Given Amazon holds a ~16% stake in Deliveroo, it is appealing to speculate on a potential longer-term takeover and integration into Amazon’s ecosystem given the high order frequencies food delivery can generate. However, we believe such a scenario is unlikely for the following reasons.

  • The CMA would likely block a full takeover. The CMA would have the opportunity to review a transaction where Amazon assumed control over Deliveroo. Given the 13 months it took to approve the 16% stake that was only granted over fears Deliveroo may otherwise run out of cash, it is difficult to envisage a full takeover not being held up by anti-trust concerns. We note two previous approaches by Amazon for a takeover were unsuccessful.
  • Amazon is just another investor. Amazon’s minority stake and single board seat out of seven suggests it is similar to other financial investors. Without a full merger, we believe other shareholders would be reluctant to allow a competitive strategy that would benefit Amazon at the expense of Deliveroo’s P&L. Ultimately, Amazon’s $575m stake in Deliveroo represents just ~0.03% of Amazon’s market cap, meaning the investment does necessarily commit it to further collaboration with Deliveroo.   

Valuation

We are yet to see the 2020 accounts, although Reuters reported that sources stated a likely 2020 revenue range of £800-£1bn. The upper end represents ~30% growth on the 2019 Roofoods statutory accounts and compares unfavourably to 2019’s 62% growth. A fundraising round in January 2021 valuing the business at $7bn (£5.1bn) arguably sets a floor for an IPO valuation, implying a ~5x sales multiple. While transaction multiples from the likes of Takeaway.com in Germany and Delivery Hero in South Korea suggest 8-9x revenue multiples are not outlandish and may provide bulls justification for a higher valuation, we consider Deliveroo a weaker asset given the lack of leading market shares, a dark kitchens offering that is yet unproven, and lower margin potential given a focus on logistics orders. Grubhub, which also has concerns over weakening market share, trades at ~3.5x FY’20e sales and could therefore be a better guidepost for Deliveroo’s valuation.
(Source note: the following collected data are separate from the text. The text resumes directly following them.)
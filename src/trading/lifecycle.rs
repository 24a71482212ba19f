//! Position lifecycle: the fixed-priority exit ladder plus external
//! alert handling.

use chrono::{DateTime, Utc};
use rust_decimal::prelude::ToPrimitive;
use rust_decimal::Decimal;
use tokio::sync::mpsc;
use tracing::{debug, info};

use super::config::ExitConfig;
use crate::models::{ExitReason, Position, Side};

/// Externally raised alert (webhook side channel).
#[derive(Debug, Clone, Copy, PartialEq, Eq)]
pub enum Alert {
    StopOut,
    Breakeven,
    Timeout,
    TakeProfit,
}

/// What the engine should do with the position this tick.
#[derive(Debug, Clone, PartialEq, Eq)]
pub enum ExitDecision {
    Hold,
    /// Close the full remaining quantity
    Close { reason: ExitReason },
    /// Close part of the position; the remainder keeps running with the
    /// stop promoted to breakeven
    Partial { quantity: u32 },
}

/// Evaluates one open position per tick. Exit conditions are checked in a
/// fixed priority order and the first match wins; queued alerts preempt
/// the scheduled ladder.
pub struct LifecycleManager {
    config: ExitConfig,
    alerts: mpsc::Receiver<Alert>,
}

impl LifecycleManager {
    /// Returns the manager and the sender half handed to the alert source.
    pub fn new(config: ExitConfig) -> (Self, mpsc::Sender<Alert>) {
        let (tx, rx) = mpsc::channel(16);
        (
            Self {
                config,
                alerts: rx,
            },
            tx,
        )
    }

    /// Run one evaluation pass. Ratchet state (trailing arm, high-water
    /// mark, partial flag, stop promotion) is updated in place.
    pub fn evaluate(
        &mut self,
        position: &mut Position,
        price: Decimal,
        now: DateTime<Utc>,
        past_eod: bool,
    ) -> ExitDecision {
        if let Some(decision) = self.drain_alerts(position) {
            return decision;
        }

        // 1. hard stop
        if position.side.breaches(price, position.stop_price) {
            info!(id = %position.id, %price, stop = %position.stop_price, "stop breached");
            return ExitDecision::Close {
                reason: ExitReason::StopLoss,
            };
        }

        // 2. partial take-profit, once; the rest of the ladder waits a tick
        if !position.partial_filled
            && position.gain_pct(price) >= self.config.partial_tp_pct
        {
            position.partial_filled = true;
            position.promote_stop_to_breakeven();

            let quantity = self.partial_quantity(position.quantity);
            info!(id = %position.id, quantity, "partial take-profit, stop at breakeven");
            if quantity >= position.quantity {
                // One-lot position: the partial is the whole position.
                return ExitDecision::Close {
                    reason: ExitReason::TakeProfit,
                };
            }
            return ExitDecision::Partial { quantity };
        }

        // 3. trailing stop
        self.update_trailing(position, price);
        if position.trailing_armed && position.side.breaches(price, position.trailing_stop) {
            info!(id = %position.id, %price, trail = %position.trailing_stop, "trailing stop hit");
            return ExitDecision::Close {
                reason: ExitReason::TrailingStop,
            };
        }

        // 4. max hold time
        if position.held_minutes(now) >= self.config.max_hold_minutes {
            return ExitDecision::Close {
                reason: ExitReason::TimeLimit,
            };
        }

        // 5. end of day
        if past_eod {
            return ExitDecision::Close {
                reason: ExitReason::EndOfDay,
            };
        }

        ExitDecision::Hold
    }

    /// Apply every queued alert. Forced exits win over promotions.
    fn drain_alerts(&mut self, position: &mut Position) -> Option<ExitDecision> {
        let mut forced: Option<ExitReason> = None;
        while let Ok(alert) = self.alerts.try_recv() {
            debug!(id = %position.id, ?alert, "external alert");
            match alert {
                Alert::StopOut => forced = Some(ExitReason::StopLoss),
                Alert::Timeout => forced = Some(ExitReason::TimeLimit),
                Alert::TakeProfit => forced = Some(ExitReason::TakeProfit),
                Alert::Breakeven => position.promote_stop_to_breakeven(),
            }
        }
        forced.map(|reason| ExitDecision::Close { reason })
    }

    fn partial_quantity(&self, total: u32) -> u32 {
        let q = (Decimal::from(total) * self.config.partial_fraction)
            .floor()
            .to_u32()
            .unwrap_or(0);
        q.max(1)
    }

    /// Arm at the activation threshold; afterwards the high-water mark and
    /// trail only ever move in the holder's favor.
    fn update_trailing(&self, position: &mut Position, price: Decimal) {
        if !position.trailing_armed {
            if position.gain_pct(price) >= self.config.trailing_activation_pct {
                position.trailing_armed = true;
                position.high_water_mark = price;
                position.trailing_stop = self.trail_from(position.side, price);
                debug!(id = %position.id, hwm = %price, trail = %position.trailing_stop, "trailing armed");
            }
            return;
        }

        if position.side.improves(price, position.high_water_mark) {
            position.high_water_mark = price;
            let candidate = self.trail_from(position.side, price);
            if position.side.improves(candidate, position.trailing_stop) {
                position.trailing_stop = candidate;
            }
        }
    }

    fn trail_from(&self, side: Side, hwm: Decimal) -> Decimal {
        let distance = hwm * self.config.trailing_distance_pct / Decimal::ONE_HUNDRED;
        match side {
            Side::Long => hwm - distance,
            Side::Short => hwm + distance,
        }
    }
}

#[cfg(test)]
mod tests {
    use super::*;
    use crate::models::{Instrument, InstrumentKind, SignalKind};
    use rust_decimal_macros::dec;

    fn instrument() -> Instrument {
        Instrument {
            id: "SPY   250825C00470000".to_string(),
            underlying: "SPY".to_string(),
            kind: InstrumentKind::Call,
            bid: dec!(1.95),
            ask: dec!(2.05),
            last: dec!(2.00),
            metric: dec!(0.45),
            volume: 500,
            open_interest: 2_000,
            multiplier: dec!(100),
        }
    }

    fn long_position(quantity: u32) -> Position {
        // entry 2.00, stop 1.50 (-25%), target never used directly
        Position::new(
            instrument(),
            Side::Long,
            quantity,
            dec!(2.00),
            dec!(1.50),
            dec!(3.00),
            SignalKind::MomentumUp,
        )
    }

    fn short_position(quantity: u32) -> Position {
        Position::new(
            instrument(),
            Side::Short,
            quantity,
            dec!(2.00),
            dec!(2.50),
            dec!(1.00),
            SignalKind::MomentumDown,
        )
    }

    fn manager() -> (LifecycleManager, mpsc::Sender<Alert>) {
        LifecycleManager::new(ExitConfig::default())
    }

    #[test]
    fn test_stop_loss_fires_first() {
        let (mut m, _tx) = manager();
        let mut pos = long_position(4);
        let d = m.evaluate(&mut pos, dec!(1.50), Utc::now(), false);
        assert_eq!(
            d,
            ExitDecision::Close {
                reason: ExitReason::StopLoss
            }
        );
    }

    #[test]
    fn test_partial_once_with_breakeven() {
        let (mut m, _tx) = manager();
        let mut pos = long_position(4);

        // +50% triggers the partial
        let d = m.evaluate(&mut pos, dec!(3.00), Utc::now(), false);
        assert_eq!(d, ExitDecision::Partial { quantity: 2 });
        assert!(pos.partial_filled);
        assert_eq!(pos.stop_price, dec!(2.00)); // breakeven

        // Same gain again: no second partial. Trailing arms instead
        // (50% >= 30% activation) but nothing breaches.
        pos.quantity = 2;
        let d = m.evaluate(&mut pos, dec!(3.00), Utc::now(), false);
        assert_eq!(d, ExitDecision::Hold);
        assert!(pos.trailing_armed);
    }

    #[test]
    fn test_partial_on_one_lot_closes_fully() {
        let (mut m, _tx) = manager();
        let mut pos = long_position(1);
        let d = m.evaluate(&mut pos, dec!(3.00), Utc::now(), false);
        assert_eq!(
            d,
            ExitDecision::Close {
                reason: ExitReason::TakeProfit
            }
        );
    }

    #[test]
    fn test_trailing_ratchets_monotonically() {
        let (mut m, _tx) = manager();
        let mut pos = long_position(2);
        pos.partial_filled = true; // keep the partial out of the way

        // +30% arms: hwm 2.60, trail 2.60 * 0.85 = 2.21
        assert_eq!(m.evaluate(&mut pos, dec!(2.60), Utc::now(), false), ExitDecision::Hold);
        assert!(pos.trailing_armed);
        assert_eq!(pos.trailing_stop, dec!(2.21));

        // new high ratchets the trail up
        m.evaluate(&mut pos, dec!(3.00), Utc::now(), false);
        assert_eq!(pos.high_water_mark, dec!(3.00));
        assert_eq!(pos.trailing_stop, dec!(2.55));

        // pullback above the trail never lowers it
        m.evaluate(&mut pos, dec!(2.70), Utc::now(), false);
        assert_eq!(pos.trailing_stop, dec!(2.55));

        // breach closes
        let d = m.evaluate(&mut pos, dec!(2.50), Utc::now(), false);
        assert_eq!(
            d,
            ExitDecision::Close {
                reason: ExitReason::TrailingStop
            }
        );
    }

    #[test]
    fn test_short_side_mirrors() {
        let (mut m, _tx) = manager();
        let mut pos = short_position(2);
        pos.partial_filled = true;

        // -30% move in price = +30% gain for the short: arms at 1.40,
        // trail 1.40 * 1.15 = 1.61
        m.evaluate(&mut pos, dec!(1.40), Utc::now(), false);
        assert!(pos.trailing_armed);
        assert_eq!(pos.trailing_stop, dec!(1.61));

        // lower low ratchets the trail down
        m.evaluate(&mut pos, dec!(1.20), Utc::now(), false);
        assert_eq!(pos.trailing_stop, dec!(1.38));

        // bounce through the trail closes
        let d = m.evaluate(&mut pos, dec!(1.40), Utc::now(), false);
        assert_eq!(
            d,
            ExitDecision::Close {
                reason: ExitReason::TrailingStop
            }
        );

        // and the hard stop works in the short direction
        let mut pos = short_position(2);
        let d = m.evaluate(&mut pos, dec!(2.50), Utc::now(), false);
        assert_eq!(
            d,
            ExitDecision::Close {
                reason: ExitReason::StopLoss
            }
        );
    }

    #[test]
    fn test_time_limit() {
        let (mut m, _tx) = manager();
        let mut pos = long_position(2);
        pos.entry_time = Utc::now() - chrono::Duration::minutes(45);
        let d = m.evaluate(&mut pos, dec!(2.10), Utc::now(), false);
        assert_eq!(
            d,
            ExitDecision::Close {
                reason: ExitReason::TimeLimit
            }
        );
    }

    #[test]
    fn test_eod_exit() {
        let (mut m, _tx) = manager();
        let mut pos = long_position(2);
        let d = m.evaluate(&mut pos, dec!(2.10), Utc::now(), true);
        assert_eq!(
            d,
            ExitDecision::Close {
                reason: ExitReason::EndOfDay
            }
        );
    }

    #[tokio::test]
    async fn test_alert_forces_exit() {
        let (mut m, tx) = manager();
        let mut pos = long_position(2);
        tx.send(Alert::StopOut).await.unwrap();

        // price looks healthy; the alert still closes it
        let d = m.evaluate(&mut pos, dec!(2.10), Utc::now(), false);
        assert_eq!(
            d,
            ExitDecision::Close {
                reason: ExitReason::StopLoss
            }
        );
    }

    #[tokio::test]
    async fn test_breakeven_alert_promotes_only() {
        let (mut m, tx) = manager();
        let mut pos = long_position(2);
        tx.send(Alert::Breakeven).await.unwrap();

        let d = m.evaluate(&mut pos, dec!(2.10), Utc::now(), false);
        assert_eq!(d, ExitDecision::Hold);
        assert_eq!(pos.stop_price, dec!(2.00));
    }

    #[tokio::test]
    async fn test_queued_alerts_drain_in_one_tick() {
        let (mut m, tx) = manager();
        let mut pos = long_position(2);
        tx.send(Alert::Breakeven).await.unwrap();
        tx.send(Alert::Timeout).await.unwrap();

        let d = m.evaluate(&mut pos, dec!(2.10), Utc::now(), false);
        // both applied: stop promoted and the exit forced
        assert_eq!(pos.stop_price, dec!(2.00));
        assert_eq!(
            d,
            ExitDecision::Close {
                reason: ExitReason::TimeLimit
            }
        );
    }
}
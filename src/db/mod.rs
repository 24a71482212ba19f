//! SQLite persistence.
//!
//! Two concerns: the append-only trade log (one row per full or partial
//! close, read back by the `report` command) and a risk-state snapshot so
//! a restart mid-session keeps the daily counters.

use anyhow::{Context, Result};
use chrono::{DateTime, NaiveDate, Utc};
use rust_decimal::prelude::{FromPrimitive, ToPrimitive};
use rust_decimal::Decimal;
use sqlx::{sqlite::SqlitePoolOptions, SqlitePool};

use crate::models::TradeRecord;
use crate::trading::RiskState;

/// Database connection pool.
pub struct Database {
    pool: SqlitePool,
}

/// Trade row as stored. Prices go through f64 at the db boundary.
#[derive(Debug, Clone, sqlx::FromRow)]
pub struct StoredTrade {
    pub id: i64,
    pub symbol: String,
    pub side: String,
    pub quantity: i64,
    pub entry_price: f64,
    pub exit_price: f64,
    pub entry_time: String,
    pub exit_time: String,
    pub signal_kind: String,
    pub exit_reason: String,
    pub pnl_dollars: f64,
    pub pnl_percent: f64,
}

#[derive(Debug, Clone, sqlx::FromRow)]
struct StoredRiskState {
    daily_pnl: f64,
    trades_today: i64,
    consecutive_losses: i64,
    day_trades: String,
    last_reset: String,
    suspended: bool,
}

impl Database {
    pub async fn new(database_url: &str) -> Result<Self> {
        let pool = SqlitePoolOptions::new()
            .max_connections(5)
            .connect(database_url)
            .await
            .context("Failed to connect to database")?;

        let db = Self { pool };
        db.run_migrations().await?;

        Ok(db)
    }

    async fn run_migrations(&self) -> Result<()> {
        sqlx::query(
            r#"
            CREATE TABLE IF NOT EXISTS trades (
                id INTEGER PRIMARY KEY AUTOINCREMENT,
                symbol TEXT NOT NULL,
                side TEXT NOT NULL,
                quantity INTEGER NOT NULL,
                entry_price REAL NOT NULL,
                exit_price REAL NOT NULL,
                entry_time TEXT NOT NULL,
                exit_time TEXT NOT NULL,
                signal_kind TEXT NOT NULL,
                exit_reason TEXT NOT NULL,
                pnl_dollars REAL NOT NULL,
                pnl_percent REAL NOT NULL
            )
            "#,
        )
        .execute(&self.pool)
        .await?;

        sqlx::query(
            r#"
            CREATE TABLE IF NOT EXISTS risk_state (
                id INTEGER PRIMARY KEY CHECK (id = 1),
                daily_pnl REAL NOT NULL DEFAULT 0,
                trades_today INTEGER NOT NULL DEFAULT 0,
                consecutive_losses INTEGER NOT NULL DEFAULT 0,
                day_trades TEXT NOT NULL DEFAULT '[]',
                last_reset TEXT NOT NULL,
                suspended INTEGER NOT NULL DEFAULT 0,
                updated_at TEXT NOT NULL DEFAULT CURRENT_TIMESTAMP
            )
            "#,
        )
        .execute(&self.pool)
        .await?;

        sqlx::query("CREATE INDEX IF NOT EXISTS idx_trades_exit_time ON trades(exit_time)")
            .execute(&self.pool)
            .await?;

        Ok(())
    }

    // ==================== Trades ====================

    /// Append one closed trade.
    pub async fn record_trade(&self, record: &TradeRecord) -> Result<()> {
        sqlx::query(
            r#"
            INSERT INTO trades (
                symbol, side, quantity, entry_price, exit_price,
                entry_time, exit_time, signal_kind, exit_reason,
                pnl_dollars, pnl_percent
            ) VALUES (?, ?, ?, ?, ?, ?, ?, ?, ?, ?, ?)
            "#,
        )
        .bind(&record.symbol)
        .bind(record.side.as_str())
        .bind(record.quantity as i64)
        .bind(record.entry_price.to_f64().unwrap_or(0.0))
        .bind(record.exit_price.to_f64().unwrap_or(0.0))
        .bind(record.entry_time.to_rfc3339())
        .bind(record.exit_time.to_rfc3339())
        .bind(record.signal_kind.as_str())
        .bind(record.exit_reason.as_str())
        .bind(record.pnl_dollars.to_f64().unwrap_or(0.0))
        .bind(record.pnl_percent.to_f64().unwrap_or(0.0))
        .execute(&self.pool)
        .await?;

        Ok(())
    }

    /// Trades closed on one calendar date (UTC), oldest first.
    pub async fn trades_for_day(&self, date: NaiveDate) -> Result<Vec<StoredTrade>> {
        sqlx::query_as::<_, StoredTrade>(
            "SELECT * FROM trades WHERE exit_time LIKE ? || '%' ORDER BY exit_time",
        )
        .bind(date.to_string())
        .fetch_all(&self.pool)
        .await
        .context("Failed to fetch trades")
    }

    /// Most recent trades, oldest first.
    pub async fn recent_trades(&self, limit: i64) -> Result<Vec<StoredTrade>> {
        let mut rows = sqlx::query_as::<_, StoredTrade>(
            "SELECT * FROM trades ORDER BY exit_time DESC LIMIT ?",
        )
        .bind(limit)
        .fetch_all(&self.pool)
        .await
        .context("Failed to fetch trades")?;
        rows.reverse();
        Ok(rows)
    }

    // ==================== Risk state ====================

    /// Upsert the daily risk snapshot.
    pub async fn save_risk_state(&self, state: &RiskState) -> Result<()> {
        let day_trades = serde_json::to_string(&state.day_trades)?;

        sqlx::query(
            r#"
            INSERT INTO risk_state (
                id, daily_pnl, trades_today, consecutive_losses,
                day_trades, last_reset, suspended, updated_at
            ) VALUES (1, ?, ?, ?, ?, ?, ?, datetime('now'))
            ON CONFLICT(id) DO UPDATE SET
                daily_pnl = excluded.daily_pnl,
                trades_today = excluded.trades_today,
                consecutive_losses = excluded.consecutive_losses,
                day_trades = excluded.day_trades,
                last_reset = excluded.last_reset,
                suspended = excluded.suspended,
                updated_at = datetime('now')
            "#,
        )
        .bind(state.daily_pnl.to_f64().unwrap_or(0.0))
        .bind(state.trades_today as i64)
        .bind(state.consecutive_losses as i64)
        .bind(day_trades)
        .bind(state.last_reset.to_string())
        .bind(state.suspended)
        .execute(&self.pool)
        .await?;

        Ok(())
    }

    /// Load the last snapshot, if any.
    pub async fn load_risk_state(&self) -> Result<Option<RiskState>> {
        let row = sqlx::query_as::<_, StoredRiskState>("SELECT * FROM risk_state WHERE id = 1")
            .fetch_optional(&self.pool)
            .await?;

        let Some(row) = row else {
            return Ok(None);
        };

        let day_trades: Vec<DateTime<Utc>> =
            serde_json::from_str(&row.day_trades).unwrap_or_default();
        let last_reset = row
            .last_reset
            .parse::<NaiveDate>()
            .context("corrupt last_reset in risk snapshot")?;

        Ok(Some(RiskState {
            daily_pnl: Decimal::from_f64(row.daily_pnl).unwrap_or_default(),
            trades_today: row.trades_today as u32,
            consecutive_losses: row.consecutive_losses as u32,
            day_trades,
            last_reset,
            suspended: row.suspended,
        }))
    }
}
We look forward to running through the IPO prospectus in the coming months, which may shed more light on unit economics, including that of its cloud kitchens, and 2020 financial data to allow more a more detailed analysis.


Conclusion

Deliveroo could be the largest UK IPO in 2021. With limited options for high growth investors in Europe and ambitions of a unique last mile logistics network, we expect significant positive commentary in the coming months. However, we remain sceptical given a labour-intensive business model that is under considerable competitive pressure in all its markets. We look forward to a formal IPO prospectus to conduct more detailed work on the name.